Rudy Paige tells SIMON BORCHARDT about his breakthrough season with the Bulls, going to the World Cup and the strengths of his game.
You started the 2015 Super Rugby season on the Bulls’ bench behind Piet van Zyl – with Francois Hougaard on the wing – but finished it as their first-choice scrumhalf. To what do you attribute that success?
I knew I’d get an opportunity to play at some stage and that I had to take it with both hands. Playing every weekend helped me to become accustomed to the pace of Super Rugby and my confidence grew.
You were a member of the Springbok squad for the Rugby Championship, but didn’t get a game. Did Heyneke Meyer discuss his plan for you?
Yes, he told me he liked what he had seen from me in Super Rugby and that I had a chance to go to the World Cup. The loss against Argentina in Durban meant I didn’t get to make my debut in Buenos Aires a week later [as Meyer was forced to field his best side]. But he always told me what his plan was for me. That’s why I wasn’t surprised when I was selected for the World Cup squad.
You finally made your Test debut against the USA at the World Cup, coming off the bench in the 63rd minute. What do you recall from that day?
I was more excited than nervous before the game. When you sing the national anthem in front of a big crowd like that, all the sacrifices you’ve made to get there feel worth it. Being part of the Springbok family is something I had dreamed about since I was a boy. I remember struggling to get my tracksuit pants off, and I still can’t remember the first five minutes I spent on the field. But I knew what I had to do – provide quick, accurate service – and I was pleased with my performance.
Meyer was heavily criticised for giving you just three minutes of game time against Argentina in the third-place play-off. How disappointed were you at not getting a decent run in a game the Boks had wrapped up early in the second half?
I wouldn’t say disappointed … I still got the chance to earn another Springbok cap. Sometimes as a player you get a raw deal and things don’t go your way, but you need to have faith in the coach. There have been many players throughout Bok history who didn’t get to come off the bench, so what happened to me wasn’t such a big thing.

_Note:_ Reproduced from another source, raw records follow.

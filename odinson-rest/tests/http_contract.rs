//! The HTTP client against an in-process stand-in for the Odinson REST API.

use std::collections::HashMap;
use std::sync::{Arc, Mutex};

use axum::{
    Json, Router,
    extract::{Path, Query, State},
    http::StatusCode,
    response::IntoResponse,
    routing::{delete, get, post},
};
use odinson_doc::{Document, Field, Sentence};
use odinson_rest::{
    ClientConfig, HttpOdinsonClient, OdinsonError, PatternQuery, Results, RuleFreqRequest,
    ScoreDoc, SearchBackend,
};
use serde_json::{Value, json};

#[derive(Clone, Default)]
struct FakeIndex {
    docs: Arc<Mutex<HashMap<String, Document>>>,
    search_params: Arc<Mutex<Vec<HashMap<String, String>>>>,
    update_routes: Arc<Mutex<Vec<String>>>,
}

const PAGE_SIZE: usize = 2;

fn corpus_hits() -> Vec<ScoreDoc> {
    (0..5u64)
        .map(|i| ScoreDoc {
            sentence_id: 100 + i,
            score: 10.0 - i as f32,
            document_id: "doc-a".to_string(),
            sentence_index: i as usize,
            words: vec!["we".into(), "ate".into(), "pie".into()],
            matches: vec![],
        })
        .collect()
}

async fn execute_pattern(
    State(index): State<FakeIndex>,
    Query(params): Query<HashMap<String, String>>,
) -> Json<Results> {
    index.search_params.lock().unwrap().push(params.clone());
    let hits = corpus_hits();
    let start = params
        .get("prevDoc")
        .and_then(|d| d.parse::<u64>().ok())
        .and_then(|d| hits.iter().position(|h| h.sentence_id == d))
        .map_or(0, |i| i + 1);
    let end = (start + PAGE_SIZE).min(hits.len());
    Json(Results {
        odinson_query: params.get("odinsonQuery").cloned().unwrap_or_default(),
        metadata_query: params.get("metadataQuery").cloned(),
        duration: 0.002,
        total_hits: hits.len() as u64,
        score_docs: hits[start..end].to_vec(),
    })
}

async fn index_document(
    State(index): State<FakeIndex>,
    Path(max_tokens): Path<i64>,
    Json(doc): Json<Document>,
) -> StatusCode {
    if max_tokens == 0 {
        return StatusCode::BAD_REQUEST;
    }
    index.docs.lock().unwrap().insert(doc.id().to_string(), doc);
    StatusCode::OK
}

async fn update_capped(
    State(index): State<FakeIndex>,
    Path(max_tokens): Path<i64>,
    Json(doc): Json<Document>,
) -> StatusCode {
    index.update_routes.lock().unwrap().push(format!("capped:{max_tokens}"));
    index.docs.lock().unwrap().insert(doc.id().to_string(), doc);
    StatusCode::OK
}

async fn update_by_id(
    State(index): State<FakeIndex>,
    Path(id): Path<String>,
    Json(doc): Json<Document>,
) -> StatusCode {
    index.update_routes.lock().unwrap().push(format!("id:{id}"));
    index.docs.lock().unwrap().insert(doc.id().to_string(), doc);
    StatusCode::OK
}

async fn delete_document(State(index): State<FakeIndex>, Path(id): Path<String>) -> StatusCode {
    match index.docs.lock().unwrap().remove(&id) {
        Some(_) => StatusCode::OK,
        None => StatusCode::NOT_FOUND,
    }
}

async fn get_document(
    State(index): State<FakeIndex>,
    Path(id): Path<String>,
) -> Result<Json<Document>, StatusCode> {
    index.docs.lock().unwrap().get(&id).cloned().map(Json).ok_or(StatusCode::NOT_FOUND)
}

async fn validate_strict(Json(doc): Json<Value>) -> impl IntoResponse {
    if doc["metadata"].as_array().is_some_and(|m| m.is_empty()) {
        let body = json!({"errors": ["document has no metadata"]});
        return (StatusCode::BAD_REQUEST, Json(body));
    }
    (StatusCode::OK, Json(json!({})))
}

async fn numdocs(State(index): State<FakeIndex>) -> Json<u64> {
    let docs = index.docs.lock().unwrap();
    Json(docs.values().map(|d| d.sentences().len() as u64).sum())
}

async fn rule_freq(Json(request): Json<Value>) -> Json<Value> {
    assert_eq!(request["order"], "alpha");
    Json(json!([{"term": "eat-rule", "frequency": 3.0}]))
}

async fn spawn_server() -> (String, FakeIndex, tokio::task::JoinHandle<()>) {
    let index = FakeIndex::default();
    let app = Router::new()
        .route("/api/execute/pattern", get(execute_pattern))
        .route("/api/index/document/maxTokensPerSentence/{max}", post(index_document))
        .route("/api/update/document/maxTokensPerSentence/{max}", post(update_capped))
        .route("/api/update/document/{id}", post(update_by_id))
        .route("/api/delete/document/{id}", delete(delete_document))
        .route("/api/document/{id}", get(get_document))
        .route("/api/validate/strict", post(validate_strict))
        .route("/api/numdocs", get(numdocs))
        .route("/api/tags-vocabulary", get(|| async { Json(json!(["NN", "VBD"])) }))
        .route("/api/rule-freq", post(rule_freq))
        .with_state(index.clone());

    let listener = tokio::net::TcpListener::bind("127.0.0.1:0").await.expect("bind test listener");
    let addr = listener.local_addr().expect("listener addr");
    let handle = tokio::spawn(async move {
        axum::serve(listener, app).await.expect("server run");
    });

    (format!("http://{addr}"), index, handle)
}

fn sample_doc(id: &str, metadata: Vec<Field>) -> Document {
    let sentence = Sentence::from_fields(vec![Field::tokens(
        "word",
        vec!["We".into(), "ate".into(), "pie".into()],
    )])
    .unwrap();
    Document::new(id, metadata, vec![sentence])
}

#[tokio::test]
async fn search_all_pages_through_server() {
    let (base, index, handle) = spawn_server().await;
    let client = HttpOdinsonClient::from_address(&base).unwrap();

    let query = PatternQuery::new("[lemma=eat] []").with_metadata_query("year > 2000");
    let hits = client.search_all(query).collect_all().await;
    let ids: Vec<u64> = hits.iter().map(|h| h.sentence_id).collect();
    assert_eq!(ids, vec![100, 101, 102, 103, 104]);

    let params = index.search_params.lock().unwrap().clone();
    assert_eq!(params.len(), 3);
    assert!(!params[0].contains_key("prevDoc"));
    assert!(!params[0].contains_key("commit"));
    assert_eq!(params[0]["metadataQuery"], "year > 2000");
    assert_eq!(params[1]["prevDoc"], "101");
    assert_eq!(params[1]["prevScore"], "9");
    assert_eq!(params[2]["prevDoc"], "103");

    handle.abort();
}

#[tokio::test]
async fn index_retrieve_and_delete_document() {
    let (base, _index, handle) = spawn_server().await;
    let client = HttpOdinsonClient::from_address(&base).unwrap();

    let doc = sample_doc("doc/1", vec![Field::string("title", "Pie")]);
    client.index(&doc, None).await.unwrap();
    assert_eq!(client.numdocs().await.unwrap(), 1);

    let fetched = client.document("doc/1").await.unwrap();
    assert_eq!(fetched, doc);

    client.delete("doc/1").await.unwrap();
    assert_eq!(client.numdocs().await.unwrap(), 0);

    let err = client.delete("doc/1").await.unwrap_err();
    assert!(matches!(err, OdinsonError::RemoteRejected { status: 404, .. }));

    handle.abort();
}

#[tokio::test]
async fn update_uses_configured_token_cap() {
    let (base, index, handle) = spawn_server().await;
    let doc = sample_doc("doc-7", vec![]);

    let uncapped = HttpOdinsonClient::from_address(&base).unwrap();
    uncapped.update(&doc, None).await.unwrap();
    uncapped.update(&doc, Some(40)).await.unwrap();

    let config = ClientConfig::builder().address(base.as_str()).max_tokens_per_sentence(100);
    let capped = HttpOdinsonClient::new(config.build().unwrap()).unwrap();
    capped.update(&doc, None).await.unwrap();
    capped.update(&doc, Some(40)).await.unwrap();

    let routes = index.update_routes.lock().unwrap().clone();
    assert_eq!(routes, vec!["id:doc-7", "capped:40", "capped:100", "capped:40"]);

    handle.abort();
}

#[tokio::test]
async fn rejected_index_request_is_surfaced() {
    let (base, _index, handle) = spawn_server().await;
    let client = HttpOdinsonClient::from_address(&base).unwrap();

    // an empty error body still yields a rejection, with no messages
    let err = client.index(&sample_doc("d", vec![]), Some(0)).await.unwrap_err();
    match err {
        OdinsonError::RemoteRejected { status, errors } => {
            assert_eq!(status, 400);
            assert!(errors.is_empty(), "{errors:?}");
        }
        other => panic!("unexpected error: {other}"),
    }

    handle.abort();
}

#[tokio::test]
async fn validation_errors_are_parsed() {
    let (base, _index, handle) = spawn_server().await;
    let client = HttpOdinsonClient::from_address(&base).unwrap();

    client.validate(&sample_doc("ok", vec![Field::number("year", 2001.0)]), true).await.unwrap();

    match client.validate(&sample_doc("bad", vec![]), true).await.unwrap_err() {
        OdinsonError::RemoteRejected { status, errors } => {
            assert_eq!(status, 400);
            assert_eq!(errors, vec!["document has no metadata"]);
        }
        other => panic!("unexpected error: {other}"),
    }

    handle.abort();
}

#[tokio::test]
async fn statistics_endpoints_decode() {
    let (base, _index, handle) = spawn_server().await;
    let client = HttpOdinsonClient::from_address(&base).unwrap();

    assert_eq!(client.tags_vocabulary().await.unwrap(), vec!["NN", "VBD"]);

    let mut request = RuleFreqRequest::new("rules: []");
    request.order = odinson_rest::FreqOrder::Alpha;
    let stats = client.rule_freq(&request).await.unwrap();
    assert_eq!(stats[0].term, "eat-rule");
    assert!(stats[0].group.is_none());

    handle.abort();
}

#[tokio::test]
async fn unreachable_server_degrades_search_but_not_ingest() {
    // bind then drop to obtain a port with nothing listening
    let listener = tokio::net::TcpListener::bind("127.0.0.1:0").await.unwrap();
    let addr = listener.local_addr().unwrap();
    drop(listener);

    let client = HttpOdinsonClient::from_address(&format!("http://{addr}")).unwrap();
    let query = PatternQuery::new("[lemma=pie]");

    let page = client.search(&query, None).await;
    assert_eq!(page.total_hits, 0);
    assert!(page.score_docs.is_empty());
    assert_eq!(page.odinson_query, "[lemma=pie]");

    assert!(matches!(
        client.try_search(&query, None).await,
        Err(OdinsonError::RemoteUnavailable { .. })
    ));
    assert!(matches!(client.delete("x").await, Err(OdinsonError::RemoteUnavailable { .. })));

    let mut pager = client.search_all(query);
    assert!(pager.next().await.is_none());
    assert_eq!(pager.pages_fetched(), 1);
}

What did you learn from Fourie du Preez at the World Cup?
Fourie is a legend and a genius at what he does. His decision-making is outstanding – he always picks the right player with his pass and knows when to kick. His ability to identify space and get into that space, and the calm manner in which he operates, also impressed me.
What’s it like having Handré Pollard as your halfback partner and does the fact you play together at the Bulls improve your chances of starting for the Boks this year?
I enjoy playing with Polly, he’s an excellent, knowledgeable rugby player who has the ability to take a gap. I’m not thinking about the Boks, I just want to make the Bulls’ starting lineup and play well in Super Rugby. The rest will take care of itself.
Let’s go back to the beginning. How did you start playing rugby?
I began playing Bulletjie [mini] rugby at the age of seven at De Waalville Primary School in Heidelberg in the Western Cape. I played flyhalf at first, because that had been my father’s position, but he told me before the Craven Week trials [for South Western Districts] that I should move to scrumhalf because of my height and weight.
You played for SWD at the U18 Academy Week in 2006 and the Lions at the U18 Craven Week in 2007. How did you end up in Joburg?
The Lions saw me playing for SWD at the Academy Week, which we went on to win, and asked me if I would be interested in joining them. At first I said no, but then when I was in Grade 11 in my first year at Outeniqua, the scrumhalf who was playing for the 2nd XV was selected ahead of me for the SWD Craven Week squad. I then decided to move to Joburg to do my matric year at Bastion.
What did it mean to you to captain SA Schools in 2007 and play for SA U20 in 2009?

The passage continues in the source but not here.